**PROBLEM STATEMENT:** Hunt through the entries for the word "chain" and copy each line in which it appears.

(Beginning of PROVIDED DATA)

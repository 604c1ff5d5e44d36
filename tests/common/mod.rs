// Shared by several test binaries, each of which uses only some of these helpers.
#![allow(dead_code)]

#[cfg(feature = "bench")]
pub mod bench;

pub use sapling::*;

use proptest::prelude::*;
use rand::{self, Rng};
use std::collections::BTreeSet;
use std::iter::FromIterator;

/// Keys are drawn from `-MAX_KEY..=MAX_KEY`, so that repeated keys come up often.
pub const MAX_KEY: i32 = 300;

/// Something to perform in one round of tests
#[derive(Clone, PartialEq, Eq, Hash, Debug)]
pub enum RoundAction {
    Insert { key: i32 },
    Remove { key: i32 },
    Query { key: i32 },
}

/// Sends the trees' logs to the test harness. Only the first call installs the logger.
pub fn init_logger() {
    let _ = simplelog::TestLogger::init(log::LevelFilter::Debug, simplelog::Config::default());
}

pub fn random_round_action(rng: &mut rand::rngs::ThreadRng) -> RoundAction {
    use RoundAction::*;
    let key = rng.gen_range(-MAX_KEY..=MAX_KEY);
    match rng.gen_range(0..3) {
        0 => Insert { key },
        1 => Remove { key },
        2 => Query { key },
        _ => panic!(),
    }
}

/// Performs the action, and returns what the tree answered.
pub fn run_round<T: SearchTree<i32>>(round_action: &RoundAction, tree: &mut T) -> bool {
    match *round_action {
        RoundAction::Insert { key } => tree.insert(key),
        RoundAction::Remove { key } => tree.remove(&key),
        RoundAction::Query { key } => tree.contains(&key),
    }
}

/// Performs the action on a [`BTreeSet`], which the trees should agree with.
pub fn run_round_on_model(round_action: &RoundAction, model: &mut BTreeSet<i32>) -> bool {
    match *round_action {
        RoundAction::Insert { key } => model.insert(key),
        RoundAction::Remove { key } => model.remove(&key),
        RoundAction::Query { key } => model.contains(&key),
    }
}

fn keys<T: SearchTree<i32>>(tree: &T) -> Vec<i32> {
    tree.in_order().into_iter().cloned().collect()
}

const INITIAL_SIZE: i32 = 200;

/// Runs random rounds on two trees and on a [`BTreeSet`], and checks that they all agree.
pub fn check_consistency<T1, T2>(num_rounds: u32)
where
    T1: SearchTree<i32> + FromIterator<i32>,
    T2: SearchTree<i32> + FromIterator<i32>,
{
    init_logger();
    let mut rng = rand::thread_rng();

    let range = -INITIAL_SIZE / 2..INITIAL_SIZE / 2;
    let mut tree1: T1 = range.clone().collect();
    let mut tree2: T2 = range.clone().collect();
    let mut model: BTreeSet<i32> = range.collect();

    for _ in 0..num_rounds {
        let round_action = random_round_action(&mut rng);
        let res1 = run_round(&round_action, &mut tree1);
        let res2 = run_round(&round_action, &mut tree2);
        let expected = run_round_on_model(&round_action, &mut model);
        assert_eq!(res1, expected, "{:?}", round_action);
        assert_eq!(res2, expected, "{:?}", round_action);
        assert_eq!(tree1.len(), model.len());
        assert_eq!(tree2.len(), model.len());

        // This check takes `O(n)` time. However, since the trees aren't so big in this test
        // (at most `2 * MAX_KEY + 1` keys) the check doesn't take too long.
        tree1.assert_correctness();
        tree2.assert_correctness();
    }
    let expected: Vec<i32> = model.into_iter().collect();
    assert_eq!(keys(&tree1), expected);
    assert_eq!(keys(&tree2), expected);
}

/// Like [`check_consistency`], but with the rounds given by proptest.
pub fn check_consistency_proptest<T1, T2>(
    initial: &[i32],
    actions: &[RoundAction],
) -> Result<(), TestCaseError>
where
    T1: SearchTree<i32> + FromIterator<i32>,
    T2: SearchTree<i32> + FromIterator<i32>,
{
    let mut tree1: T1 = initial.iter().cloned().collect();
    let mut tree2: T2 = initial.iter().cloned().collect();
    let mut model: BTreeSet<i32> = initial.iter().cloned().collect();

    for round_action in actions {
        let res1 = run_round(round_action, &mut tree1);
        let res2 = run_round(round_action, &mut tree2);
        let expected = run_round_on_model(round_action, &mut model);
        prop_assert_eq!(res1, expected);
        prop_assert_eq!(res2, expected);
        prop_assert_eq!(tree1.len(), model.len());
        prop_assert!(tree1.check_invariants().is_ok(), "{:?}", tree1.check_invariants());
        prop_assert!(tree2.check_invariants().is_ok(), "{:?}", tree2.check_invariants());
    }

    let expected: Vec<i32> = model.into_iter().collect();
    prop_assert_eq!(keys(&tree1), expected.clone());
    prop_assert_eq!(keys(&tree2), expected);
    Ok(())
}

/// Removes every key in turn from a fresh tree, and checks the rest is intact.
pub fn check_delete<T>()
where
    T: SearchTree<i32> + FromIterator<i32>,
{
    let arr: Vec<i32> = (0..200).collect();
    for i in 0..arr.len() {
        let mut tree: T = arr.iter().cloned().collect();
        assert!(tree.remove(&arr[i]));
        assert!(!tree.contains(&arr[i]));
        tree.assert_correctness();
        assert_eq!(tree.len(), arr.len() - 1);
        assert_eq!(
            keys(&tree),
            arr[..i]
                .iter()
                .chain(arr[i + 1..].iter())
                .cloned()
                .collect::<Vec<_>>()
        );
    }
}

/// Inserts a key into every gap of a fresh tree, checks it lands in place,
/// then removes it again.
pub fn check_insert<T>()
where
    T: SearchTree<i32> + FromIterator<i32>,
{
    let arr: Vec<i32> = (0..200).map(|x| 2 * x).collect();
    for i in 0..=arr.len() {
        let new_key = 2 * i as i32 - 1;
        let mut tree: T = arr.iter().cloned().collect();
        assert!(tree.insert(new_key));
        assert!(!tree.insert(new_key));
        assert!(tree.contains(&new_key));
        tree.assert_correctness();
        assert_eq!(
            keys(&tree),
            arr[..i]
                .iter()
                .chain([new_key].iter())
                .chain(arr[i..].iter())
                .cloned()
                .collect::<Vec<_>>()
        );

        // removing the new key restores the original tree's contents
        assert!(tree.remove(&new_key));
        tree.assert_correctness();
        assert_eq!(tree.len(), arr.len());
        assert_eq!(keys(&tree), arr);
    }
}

(End of PROVIDED DATA)
(Beginning of PROVIDED DATA)

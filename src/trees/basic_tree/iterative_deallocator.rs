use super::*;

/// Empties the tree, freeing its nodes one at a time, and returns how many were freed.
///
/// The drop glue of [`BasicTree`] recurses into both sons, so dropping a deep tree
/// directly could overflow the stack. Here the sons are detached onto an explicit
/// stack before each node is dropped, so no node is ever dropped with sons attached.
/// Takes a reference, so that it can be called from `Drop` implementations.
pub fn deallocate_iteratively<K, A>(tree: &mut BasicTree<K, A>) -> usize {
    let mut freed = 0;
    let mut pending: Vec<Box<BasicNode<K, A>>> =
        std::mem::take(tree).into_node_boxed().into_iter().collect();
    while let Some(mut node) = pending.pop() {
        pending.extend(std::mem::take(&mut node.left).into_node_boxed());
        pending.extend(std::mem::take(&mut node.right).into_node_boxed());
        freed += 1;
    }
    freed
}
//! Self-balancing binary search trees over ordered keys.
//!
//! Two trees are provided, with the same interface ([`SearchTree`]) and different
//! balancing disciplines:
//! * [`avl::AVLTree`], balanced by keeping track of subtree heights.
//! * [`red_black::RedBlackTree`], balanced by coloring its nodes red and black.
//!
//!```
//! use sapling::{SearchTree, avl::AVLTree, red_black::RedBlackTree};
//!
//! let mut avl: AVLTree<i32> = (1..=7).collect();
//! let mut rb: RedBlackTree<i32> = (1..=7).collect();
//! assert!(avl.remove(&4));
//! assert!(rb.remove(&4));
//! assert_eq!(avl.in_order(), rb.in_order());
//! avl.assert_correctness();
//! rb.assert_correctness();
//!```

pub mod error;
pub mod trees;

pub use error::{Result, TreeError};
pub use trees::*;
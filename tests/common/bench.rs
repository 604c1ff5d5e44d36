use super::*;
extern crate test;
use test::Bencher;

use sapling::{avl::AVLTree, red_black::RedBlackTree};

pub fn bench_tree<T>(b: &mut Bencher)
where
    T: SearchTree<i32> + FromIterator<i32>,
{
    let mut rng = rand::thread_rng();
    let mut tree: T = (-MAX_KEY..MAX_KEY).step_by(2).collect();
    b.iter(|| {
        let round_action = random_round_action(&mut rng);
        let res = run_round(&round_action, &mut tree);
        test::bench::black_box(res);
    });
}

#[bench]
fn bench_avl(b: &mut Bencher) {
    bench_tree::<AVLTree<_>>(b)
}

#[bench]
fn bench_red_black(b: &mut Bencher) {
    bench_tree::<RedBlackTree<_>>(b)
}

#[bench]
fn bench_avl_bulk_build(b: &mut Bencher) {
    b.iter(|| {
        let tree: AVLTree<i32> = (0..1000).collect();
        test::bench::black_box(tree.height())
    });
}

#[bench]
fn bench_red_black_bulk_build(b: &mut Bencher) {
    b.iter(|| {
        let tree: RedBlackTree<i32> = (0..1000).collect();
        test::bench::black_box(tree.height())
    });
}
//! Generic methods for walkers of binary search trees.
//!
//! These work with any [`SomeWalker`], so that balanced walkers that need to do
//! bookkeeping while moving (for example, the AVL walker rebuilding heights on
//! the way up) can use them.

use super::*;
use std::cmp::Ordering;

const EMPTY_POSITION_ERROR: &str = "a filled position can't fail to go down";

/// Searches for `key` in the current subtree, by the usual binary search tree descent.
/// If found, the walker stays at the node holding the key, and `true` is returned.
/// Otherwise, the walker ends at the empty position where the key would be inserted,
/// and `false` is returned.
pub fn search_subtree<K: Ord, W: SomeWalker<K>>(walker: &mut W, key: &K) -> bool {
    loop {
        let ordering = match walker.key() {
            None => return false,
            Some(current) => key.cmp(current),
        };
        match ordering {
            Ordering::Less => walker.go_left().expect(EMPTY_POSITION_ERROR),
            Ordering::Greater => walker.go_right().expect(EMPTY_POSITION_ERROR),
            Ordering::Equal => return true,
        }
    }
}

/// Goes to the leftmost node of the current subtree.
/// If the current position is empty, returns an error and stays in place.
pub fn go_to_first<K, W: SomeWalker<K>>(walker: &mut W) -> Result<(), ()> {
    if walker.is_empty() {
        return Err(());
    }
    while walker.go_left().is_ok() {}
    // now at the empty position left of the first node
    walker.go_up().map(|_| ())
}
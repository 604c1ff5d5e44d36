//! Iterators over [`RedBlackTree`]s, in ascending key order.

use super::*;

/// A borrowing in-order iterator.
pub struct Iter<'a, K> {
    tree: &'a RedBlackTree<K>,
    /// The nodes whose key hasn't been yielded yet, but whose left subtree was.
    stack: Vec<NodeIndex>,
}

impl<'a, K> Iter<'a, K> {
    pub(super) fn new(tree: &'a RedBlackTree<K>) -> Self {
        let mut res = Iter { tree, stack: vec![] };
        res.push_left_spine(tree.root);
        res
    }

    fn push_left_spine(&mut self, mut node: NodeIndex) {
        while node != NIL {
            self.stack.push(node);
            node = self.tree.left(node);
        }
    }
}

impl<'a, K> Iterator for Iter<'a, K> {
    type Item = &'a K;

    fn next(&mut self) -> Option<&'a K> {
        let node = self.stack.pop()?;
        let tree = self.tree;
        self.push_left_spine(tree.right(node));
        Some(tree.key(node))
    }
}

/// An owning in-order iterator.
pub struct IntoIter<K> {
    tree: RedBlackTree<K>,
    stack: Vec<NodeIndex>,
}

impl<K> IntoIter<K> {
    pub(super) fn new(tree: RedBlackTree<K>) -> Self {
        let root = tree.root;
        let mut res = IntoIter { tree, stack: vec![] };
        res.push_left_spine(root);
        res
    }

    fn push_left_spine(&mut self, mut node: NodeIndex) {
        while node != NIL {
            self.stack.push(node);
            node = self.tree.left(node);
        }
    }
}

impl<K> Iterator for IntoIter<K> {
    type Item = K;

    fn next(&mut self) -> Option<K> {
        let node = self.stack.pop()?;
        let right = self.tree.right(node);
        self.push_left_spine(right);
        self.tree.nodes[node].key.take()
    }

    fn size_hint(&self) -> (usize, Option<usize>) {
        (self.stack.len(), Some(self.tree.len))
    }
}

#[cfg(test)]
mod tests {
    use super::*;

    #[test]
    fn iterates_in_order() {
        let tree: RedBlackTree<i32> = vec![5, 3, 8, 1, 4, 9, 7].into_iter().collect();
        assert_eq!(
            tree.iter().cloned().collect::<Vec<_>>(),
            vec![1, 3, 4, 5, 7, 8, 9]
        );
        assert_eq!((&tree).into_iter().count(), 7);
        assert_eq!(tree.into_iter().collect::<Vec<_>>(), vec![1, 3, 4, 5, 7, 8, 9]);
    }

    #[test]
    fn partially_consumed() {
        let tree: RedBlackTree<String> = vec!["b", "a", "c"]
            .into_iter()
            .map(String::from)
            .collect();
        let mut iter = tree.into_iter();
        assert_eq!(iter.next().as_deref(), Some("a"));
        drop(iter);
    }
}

(End of PROVIDED DATA)

**YOUR RESPONSE:**
                .chain(arr[i + 1..].iter())
                .chain([new_key].iter())
                .chain(arr[i..].iter())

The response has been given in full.